### PROBLEM
Copy the records. Keep every line exactly as it is.

----------

use super::*;

fn abcd() -> Vec<&'static str> {
    vec!["A", "B", "C", "D"]
}

#[test]
fn move_to_same_index_is_identity() {
    for i in 0..4 {
        assert_eq!(move_index(&abcd(), i, i), abcd());
    }
}

#[test]
fn move_second_to_end() {
    assert_eq!(move_index(&abcd(), 1, 3), vec!["A", "C", "D", "B"]);
}

#[test]
fn move_last_to_front() {
    assert_eq!(move_index(&abcd(), 3, 0), vec!["D", "A", "B", "C"]);
}

#[test]
fn move_out_of_range_is_noop() {
    assert_eq!(move_index(&abcd(), 4, 0), abcd());
    assert_eq!(move_index(&abcd(), 0, 9), abcd());
    assert_eq!(move_index::<u8>(&[], 0, 0), Vec::<u8>::new());
}

#[test]
fn drop_onto_itself_is_noop_and_replayable() {
    let once = move_by_id(&abcd(), &"C", Some(&"C"));
    let twice = move_by_id(&once, &"C", Some(&"C"));
    assert_eq!(once, abcd());
    assert_eq!(twice, abcd());
}

#[test]
fn drop_over_nothing_is_noop() {
    assert_eq!(move_by_id(&abcd(), &"B", None), abcd());
}

#[test]
fn drop_with_unknown_id_is_noop() {
    assert_eq!(move_by_id(&abcd(), &"Z", Some(&"A")), abcd());
    assert_eq!(move_by_id(&abcd(), &"A", Some(&"Z")), abcd());
}

#[test]
fn drop_moves_to_target_position() {
    assert_eq!(move_by_id(&abcd(), &"B", Some(&"D")), vec!["A", "C", "D", "B"]);
    assert_eq!(move_by_id(&abcd(), &"D", Some(&"A")), vec!["D", "A", "B", "C"]);
}

#[test]
fn every_move_is_a_permutation() {
    let ids = abcd();
    for from in 0..ids.len() {
        for to in 0..ids.len() {
            let mut moved = move_index(&ids, from, to);
            assert_eq!(moved.len(), ids.len());
            moved.sort_unstable();
            assert_eq!(moved, ids);
        }
    }
}

#[test]
fn every_move_keeps_relative_order_of_the_rest() {
    let ids = abcd();
    for from in 0..ids.len() {
        for to in 0..ids.len() {
            let moved = move_index(&ids, from, to);
            let rest_before: Vec<_> = ids.iter().filter(|id| **id != ids[from]).collect();
            let rest_after: Vec<_> = moved.iter().filter(|id| **id != ids[from]).collect();
            assert_eq!(rest_before, rest_after);
            assert_eq!(moved[to], ids[from]);
        }
    }
}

----------

### SOLUTION TO THIS TASK
use super::*;

fn abcd() -> Vec<&'static str> {
    vec!["A", "B", "C", "D"]
}

#[test]
fn move_to_same_index_is_identity() {
    for i in 0..4 {
        assert_eq!(move_index(&abcd(), i, i), abcd());
    }
}

#[test]
fn move_second_to_end() {
    assert_eq!(move_index(&abcd(), 1, 3), vec!["A", "C", "D", "B"]);
}

#[test]
fn move_last_to_front() {
    assert_eq!(move_index(&abcd(), 3, 0), vec!["D", "A", "B", "C"]);
}

#[test]
fn move_out_of_range_is_noop() {
    assert_eq!(move_index(&abcd(), 4, 0), abcd());
    assert_eq!(move_index(&abcd(), 0, 9), abcd());
    assert_eq!(move_index::<u8>(&[], 0, 0), Vec::<u8>::new());
}

#[test]
fn drop_onto_itself_is_noop_and_replayable() {
    let once = move_by_id(&abcd(), &"C", Some(&"C"));
    let twice = move_by_id(&once, &"C", Some(&"C"));
    assert_eq!(once, abcd());
    assert_eq!(twice, abcd());
}

#[test]
fn drop_over_nothing_is_noop() {
    assert_eq!(move_by_id(&abcd(), &"B", None), abcd());
}

#[test]
fn drop_with_unknown_id_is_noop() {
    assert_eq!(move_by_id(&abcd(), &"Z", Some(&"A")), abcd());
    assert_eq!(move_by_id(&abcd(), &"A", Some(&"Z")), abcd());
}

#[test]
fn drop_moves_to_target_position() {
    assert_eq!(move_by_id(&abcd(), &"B", Some(&"D")), vec!["A", "C", "D", "B"]);
    assert_eq!(move_by_id(&abcd(), &"D", Some(&"A")), vec!["D", "A", "B", "C"]);
}

#[test]
fn every_move_is_a_permutation() {
    let ids = abcd();
    for from in 0..ids.len() {
        for to in 0..ids.len() {
            let mut moved = move_index(&ids, from, to);
            assert_eq!(moved.len(), ids.len());
            moved.sort_unstable();
            assert_eq!(moved, ids);
        }
    }
}

#[test]
fn every_move_keeps_relative_order_of_the_rest() {
    let ids = abcd();
    for from in 0..ids.len() {
        for to in 0..ids.len() {
            let moved = move_index(&ids, from, to);
            let rest_before: Vec<_> = ids.iter().filter(|id| **id != ids[from]).collect();
            let rest_after: Vec<_> = moved.iter().filter(|id| **id != ids[from]).collect();
            assert_eq!(rest_before, rest_after);
            assert_eq!(moved[to], ids[from]);
        }
    }
}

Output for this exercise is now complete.